PROBLEM TO SOLVE ▸ Only these lines of the data below are wanted: the one with "fn bench_nodes_for_role(c: &mut", the one with "let mut handles = Vec::new();", and any lines between them, each repeated exactly.

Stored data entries
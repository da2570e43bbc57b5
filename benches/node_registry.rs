//! Benchmark for the node registry
//!
//! Registration churn and role lookups against a populated registry.

use criterion::{black_box, criterion_group, criterion_main, Criterion, Throughput};
use sync_gateway::registry::NodeRegistry;
use sync_gateway::RegistryNode;

fn node(i: u64, role: &str) -> RegistryNode {
    RegistryNode {
        id: format!("node-{:04}", i),
        role: role.to_string(),
        system_version: sync_gateway::VERSION.to_string(),
        host: format!("host-{}.local:8090", i),
    }
}

fn populated(count: u64) -> std::sync::Arc<NodeRegistry> {
    let registry = NodeRegistry::new();
    for i in 0..count {
        let role = if i % 4 == 0 { "indexer" } else { "gateway" };
        let _ = registry.register(node(i, role));
    }
    registry
}

fn bench_register_nodes(c: &mut Criterion) {
    let mut group = c.benchmark_group("node_registry");
    group.throughput(Throughput::Elements(1));

    group.bench_function("register_single_node", |b| {
        let registry = NodeRegistry::new();
        let mut counter = 0u64;

        b.iter(|| {
            counter += 1;
            let _ = registry.register(black_box(node(counter, "gateway")));
        });
    });

    group.finish();
}

fn bench_reregister(c: &mut Criterion) {
    let mut group = c.benchmark_group("node_registry");
    group.throughput(Throughput::Elements(1));

    let registry = populated(1000);

    group.bench_function("reregister_known_node", |b| {
        let mut counter = 0u64;
        b.iter(|| {
            counter += 1;
            let _ = registry.register(black_box(node(counter % 1000, "gateway")));
        });
    });

    group.finish();
}

fn bench_nodes_for_role(c: &mut Criterion) {
    let mut group = c.benchmark_group("node_registry");
    group.throughput(Throughput::Elements(1));

    let registry = populated(1000);

    group.bench_function("nodes_for_role_1000", |b| {
        b.iter(|| black_box(registry.nodes_for_role(black_box("indexer"))));
    });

    group.finish();
}

fn bench_concurrent_heartbeats(c: &mut Criterion) {
    let mut group = c.benchmark_group("node_registry");
    group.throughput(Throughput::Elements(100));

    let registry = populated(1000);
    let rt = tokio::runtime::Runtime::new().unwrap();

    group.bench_function("concurrent_100_heartbeats", |b| {
        b.iter(|| {
            rt.block_on(async {
                let mut handles = Vec::new();
                for i in 0..100 {
                    let reg = registry.clone();
                    handles.push(tokio::spawn(async move {
                        let _ = reg.heartbeat(&format!("node-{:04}", i % 1000));
                    }));
                }
                for handle in handles {
                    let _ = handle.await;
                }
            });
        });
    });

    group.finish();
}

criterion_group!(
    benches,
    bench_register_nodes,
    bench_reregister,
    bench_nodes_for_role,
    bench_concurrent_heartbeats,
);
criterion_main!(benches);
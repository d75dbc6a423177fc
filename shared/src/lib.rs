//! Shared types and wire protocol for Periscope
//!
//! This crate contains the measurement data model (values, deferred calls,
//! measurement specs, traces) and the wire protocol used between the sampling
//! daemon and its clients.

pub mod protocol;
pub mod types;

// Re-export commonly used types
pub use types::{payload::*, spec::*, trace::*, value::*};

ANSWER TO THIS PROBLEM ▸
fn bench_nodes_for_role(c: &mut Criterion) {
    let mut group = c.benchmark_group("node_registry");
    group.throughput(Throughput::Elements(1));

    let registry = populated(1000);

    group.bench_function("nodes_for_role_1000", |b| {
        b.iter(|| black_box(registry.nodes_for_role(black_box("indexer"))));
    });

    group.finish();
}

fn bench_concurrent_heartbeats(c: &mut Criterion) {
    let mut group = c.benchmark_group("node_registry");
    group.throughput(Throughput::Elements(100));

    let registry = populated(1000);
    let rt = tokio::runtime::Runtime::new().unwrap();

    group.bench_function("concurrent_100_heartbeats", |b| {
        b.iter(|| {
            rt.block_on(async {
                let mut handles = Vec::new();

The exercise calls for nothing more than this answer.